> PROBLEM REQUIREMENTS
Your answer is a number only: how many lines in the data below contain "radio"?
==============================
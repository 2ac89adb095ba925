//! Builder for in-memory pages used with [`MockDriver`](crate::MockDriver)

use probe_core::{DomElement, DomSnapshot, FormFieldSnapshot, FormSnapshot};

/// Builds a [`DomSnapshot`] the way the snapshot script would capture it:
/// document-ordered elements under a `body`, plus form summaries.
///
/// ```
/// use probe_browser::PageBuilder;
///
/// let page = PageBuilder::new("http://localhost/signup")
///     .title("Sign up")
///     .begin_form("signup")
///     .labeled_input("Email", "email", "email")
///     .button("Create account")
///     .end_form()
///     .build();
/// assert_eq!(page.forms.len(), 1);
/// ```
pub struct PageBuilder {
    snapshot: DomSnapshot,
    open_form: Option<(usize, usize)>,
    last_control: Option<usize>,
}

impl PageBuilder {
    pub fn new(url: impl Into<String>) -> Self {
        let body = DomElement::new(0, "body");
        Self {
            snapshot: DomSnapshot {
                url: url.into(),
                elements: vec![body],
                ..DomSnapshot::default()
            },
            open_form: None,
            last_control: None,
        }
    }

    pub fn title(mut self, title: impl Into<String>) -> Self {
        self.snapshot.title = title.into();
        self
    }

    pub fn frames(mut self, count: usize) -> Self {
        self.snapshot.frame_count = count;
        self
    }

    fn container(&self) -> usize {
        self.open_form.map_or(0, |(elem, _)| elem)
    }

    fn push(&mut self, tag: &str, parent: usize) -> usize {
        let index = self.snapshot.elements.len();
        let mut elem = DomElement::new(index, tag);
        elem.parent = Some(parent);
        elem.form = self.open_form.map(|(_, form)| form);
        self.snapshot.elements.push(elem);
        index
    }

    fn elem(&mut self, index: usize) -> &mut DomElement {
        &mut self.snapshot.elements[index]
    }

    fn add_field(&mut self, field: FormFieldSnapshot) {
        if let Some((_, form)) = self.open_form {
            self.snapshot.forms[form].fields.push(field);
        }
    }

    /// Any element with text, e.g. a heading or status message
    pub fn text(mut self, tag: &str, text: &str) -> Self {
        let parent = self.container();
        let index = self.push(tag, parent);
        self.elem(index).text = text.to_string();
        self
    }

    pub fn begin_form(mut self, id: &str) -> Self {
        let index = self.push("form", 0);
        self.elem(index).id = Some(id.to_string());
        let form = self.snapshot.forms.len();
        self.snapshot.forms.push(FormSnapshot {
            index: form,
            id: Some(id.to_string()),
            selector: format!("#{}", id),
            ..FormSnapshot::default()
        });
        self.elem(index).form = Some(form);
        self.open_form = Some((index, form));
        self
    }

    pub fn end_form(mut self) -> Self {
        self.open_form = None;
        self
    }

    /// `<label for=name>` followed by `<input id=name name=name>`
    pub fn labeled_input(mut self, label: &str, input_type: &str, name: &str) -> Self {
        let parent = self.container();
        let label_idx = self.push("label", parent);
        self.elem(label_idx).text = label.to_string();
        self.elem(label_idx)
            .attributes
            .insert("for".to_string(), name.to_string());

        let input = self.push("input", parent);
        let elem = self.elem(input);
        elem.input_type = Some(input_type.to_string());
        elem.id = Some(name.to_string());
        elem.name = Some(name.to_string());
        self.last_control = Some(input);

        self.add_field(FormFieldSnapshot {
            name: name.to_string(),
            field_type: input_type.to_string(),
            selector: format!("#{}", name),
            id: Some(name.to_string()),
            label: Some(label.to_string()),
            ..FormFieldSnapshot::default()
        });
        self
    }

    /// Unlabeled input identified only by name and placeholder
    pub fn input(mut self, input_type: &str, name: &str, placeholder: Option<&str>) -> Self {
        let parent = self.container();
        let input = self.push("input", parent);
        let elem = self.elem(input);
        elem.input_type = Some(input_type.to_string());
        elem.name = Some(name.to_string());
        elem.placeholder = placeholder.map(String::from);
        self.last_control = Some(input);

        self.add_field(FormFieldSnapshot {
            name: name.to_string(),
            field_type: input_type.to_string(),
            selector: format!("input[name=\"{}\"]", name),
            placeholder: placeholder.map(String::from),
            ..FormFieldSnapshot::default()
        });
        self
    }

    fn toggle(mut self, kind: &str, name: &str, value: &str, label: &str) -> Self {
        let parent = self.container();
        let wrapper = self.push("label", parent);
        self.elem(wrapper).text = label.to_string();
        let input = self.push("input", wrapper);
        let elem = self.elem(input);
        elem.input_type = Some(kind.to_string());
        elem.name = Some(name.to_string());
        elem.value = Some(value.to_string());
        self.last_control = Some(input);

        self.add_field(FormFieldSnapshot {
            name: name.to_string(),
            field_type: kind.to_string(),
            selector: format!("input[type=\"{}\"][name=\"{}\"][value=\"{}\"]", kind, name, value),
            label: Some(label.to_string()),
            ..FormFieldSnapshot::default()
        });
        self
    }

    /// `<label><input type=checkbox name value> label</label>`
    pub fn checkbox(self, name: &str, value: &str, label: &str) -> Self {
        self.toggle("checkbox", name, value, label)
    }

    pub fn radio(self, name: &str, value: &str, label: &str) -> Self {
        self.toggle("radio", name, value, label)
    }

    /// `<select name>` with `(value, text)` options
    pub fn select(mut self, name: &str, label: &str, options: &[(&str, &str)]) -> Self {
        let parent = self.container();
        let label_idx = self.push("label", parent);
        self.elem(label_idx).text = label.to_string();
        self.elem(label_idx)
            .attributes
            .insert("for".to_string(), name.to_string());

        let select = self.push("select", parent);
        let elem = self.elem(select);
        elem.id = Some(name.to_string());
        elem.name = Some(name.to_string());
        elem.value = options.first().map(|(v, _)| v.to_string());
        self.last_control = Some(select);

        for (value, text) in options {
            let option = self.push("option", select);
            let elem = self.elem(option);
            elem.value = Some(value.to_string());
            elem.text = text.to_string();
        }

        self.add_field(FormFieldSnapshot {
            name: name.to_string(),
            field_type: "select".to_string(),
            selector: format!("#{}", name),
            id: Some(name.to_string()),
            label: Some(label.to_string()),
            ..FormFieldSnapshot::default()
        });
        self
    }

    /// Mark the most recently added control required
    pub fn required(mut self) -> Self {
        if let Some(index) = self.last_control {
            self.elem(index).required = true;
            let name = self.snapshot.elements[index].name.clone();
            if let Some((_, form)) = self.open_form {
                if let Some(field) = self.snapshot.forms[form]
                    .fields
                    .iter_mut()
                    .rev()
                    .find(|f| Some(&f.name) == name.as_ref())
                {
                    field.required = true;
                }
            }
        }
        self
    }

    /// A button; inside a form it becomes the form's submit control
    pub fn button(mut self, text: &str) -> Self {
        let parent = self.container();
        let index = self.push("button", parent);
        self.elem(index).text = text.to_string();
        if let Some((_, form)) = self.open_form {
            let summary = &mut self.snapshot.forms[form];
            if summary.submit_text.is_none() {
                summary.submit_text = Some(text.to_string());
                summary.submit_selector = Some(format!("[data-probe-index=\"{}\"]", index));
            }
        } else {
            self.elem(index).input_type = Some("button".to_string());
        }
        self
    }

    /// Give the most recent element an id
    pub fn with_id(mut self, id: &str) -> Self {
        if let Some(last) = self.snapshot.elements.last_mut() {
            last.id = Some(id.to_string());
        }
        self
    }

    pub fn link(mut self, text: &str, href: &str) -> Self {
        let parent = self.container();
        let index = self.push("a", parent);
        let elem = self.elem(index);
        elem.text = text.to_string();
        elem.attributes.insert("href".to_string(), href.to_string());
        self
    }

    pub fn build(self) -> DomSnapshot {
        self.snapshot
    }
}

#[cfg(test)]
mod tests {
    use super::*;

    #[test]
    fn test_form_summary_tracks_fields() {
        let page = PageBuilder::new("http://localhost/signup")
            .begin_form("signup")
            .labeled_input("Email", "email", "email")
            .required()
            .checkbox("interests", "tech", "Technology")
            .select("country", "Country", &[("us", "United States"), ("ca", "Canada")])
            .button("Sign up")
            .end_form()
            .text("p", "Already registered?")
            .build();

        let form = &page.forms[0];
        assert_eq!(form.fields.len(), 3);
        assert!(form.fields[0].required);
        assert_eq!(form.submit_text.as_deref(), Some("Sign up"));

        let email = page.elements.iter().find(|e| e.id.as_deref() == Some("email")).unwrap();
        assert_eq!(email.form, Some(0));
        assert!(email.required);
        let note = page.elements.last().unwrap();
        assert_eq!(note.form, None);
        assert_eq!(note.parent, Some(0));
    }

    #[test]
    fn test_button_outside_form_is_not_submit() {
        let page = PageBuilder::new("http://localhost/").button("Menu").build();
        assert!(!page.elements[1].is_submit());
        assert!(page.elements[1].is_clickable());
    }
}
//! One-shot rescue strategies for elements the main document lacks

use probe_browser::{Driver, ElementAction, RescueScope};
use tracing::{debug, warn};

/// Rescue order: iframes first, then shadow roots
pub const RESCUES: &[RescueScope] = &[RescueScope::Frames, RescueScope::ShadowRoots];

/// Run each rescue once, stopping at the first that finds the element.
///
/// A rescue that errors counts as a miss.
pub async fn first_rescue(
    driver: &dyn Driver,
    selector: &str,
    action: &ElementAction,
) -> Option<RescueScope> {
    for scope in RESCUES {
        match driver.act_in(*scope, selector, action).await {
            Ok(true) => {
                debug!(%scope, selector, "Rescue found element");
                return Some(*scope);
            }
            Ok(false) => debug!(%scope, selector, "Rescue found nothing"),
            Err(e) => warn!(%scope, selector, "Rescue failed: {}", e),
        }
    }
    None
}
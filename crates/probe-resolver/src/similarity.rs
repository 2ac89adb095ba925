//! String similarity used by the fuzzy and partial tiers

/// Lower-case and drop whitespace, `_` and `-`
pub fn normalize(s: &str) -> String {
    s.chars()
        .filter(|c| !c.is_whitespace() && *c != '_' && *c != '-')
        .flat_map(char::to_lowercase)
        .collect()
}

/// Case-insensitive similarity in `[0, 1]`.
///
/// Identical strings score 1, containment scores 0.8, anything else
/// `1 - levenshtein / max_len`. An empty string is similar to nothing
/// but another empty string.
pub fn similarity(a: &str, b: &str) -> f64 {
    let a = a.trim().to_lowercase();
    let b = b.trim().to_lowercase();
    if a == b {
        return 1.0;
    }
    if a.is_empty() || b.is_empty() {
        return 0.0;
    }
    if a.contains(&b) || b.contains(&a) {
        return 0.8;
    }
    let max_len = a.chars().count().max(b.chars().count());
    1.0 - strsim::levenshtein(&a, &b) as f64 / max_len as f64
}

fn prefix(s: &str, len: usize) -> String {
    s.chars().take(len).collect()
}

/// Abbreviation heuristic: either string's first `prefix_len` characters
/// occur somewhere in the other
pub fn partial_match(a: &str, b: &str, prefix_len: usize) -> bool {
    let a = a.trim().to_lowercase();
    let b = b.trim().to_lowercase();
    if a.is_empty() || b.is_empty() || prefix_len == 0 {
        return false;
    }
    b.contains(&prefix(&a, prefix_len)) || a.contains(&prefix(&b, prefix_len))
}

#[cfg(test)]
mod tests {
    use super::*;

    #[test]
    fn test_similarity_anchor_values() {
        assert_eq!(similarity("technology", "technology"), 1.0);
        assert_eq!(similarity("tech", "technology"), 0.8);
        assert_eq!(similarity("", "x"), 0.0);
        assert_eq!(similarity("x", ""), 0.0);
    }

    #[test]
    fn test_similarity_is_case_insensitive() {
        assert_eq!(similarity("Technology", "technology"), 1.0);
    }

    #[test]
    fn test_similarity_levenshtein_branch() {
        // kitten -> sitting is 3 edits over 7 chars
        let score = similarity("kitten", "sitting");
        assert!((score - (1.0 - 3.0 / 7.0)).abs() < 1e-9);
        assert!(similarity("travel", "sports") < 0.6);
    }

    #[test]
    fn test_partial_match() {
        assert!(partial_match("Technology", "tech", 3));
        assert!(!partial_match("Technology", "travel", 3));
        assert!(!partial_match("Technology", "sports", 3));
        assert!(partial_match("Sports & Fitness", "sports", 3));
        assert!(!partial_match("", "sports", 3));
    }

    #[test]
    fn test_normalize() {
        assert_eq!(normalize(" First Name "), "firstname");
        assert_eq!(normalize("first_name"), "firstname");
        assert_eq!(normalize("Opt-In"), "optin");
    }
}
==============================
> REPLY TO THE TASK
2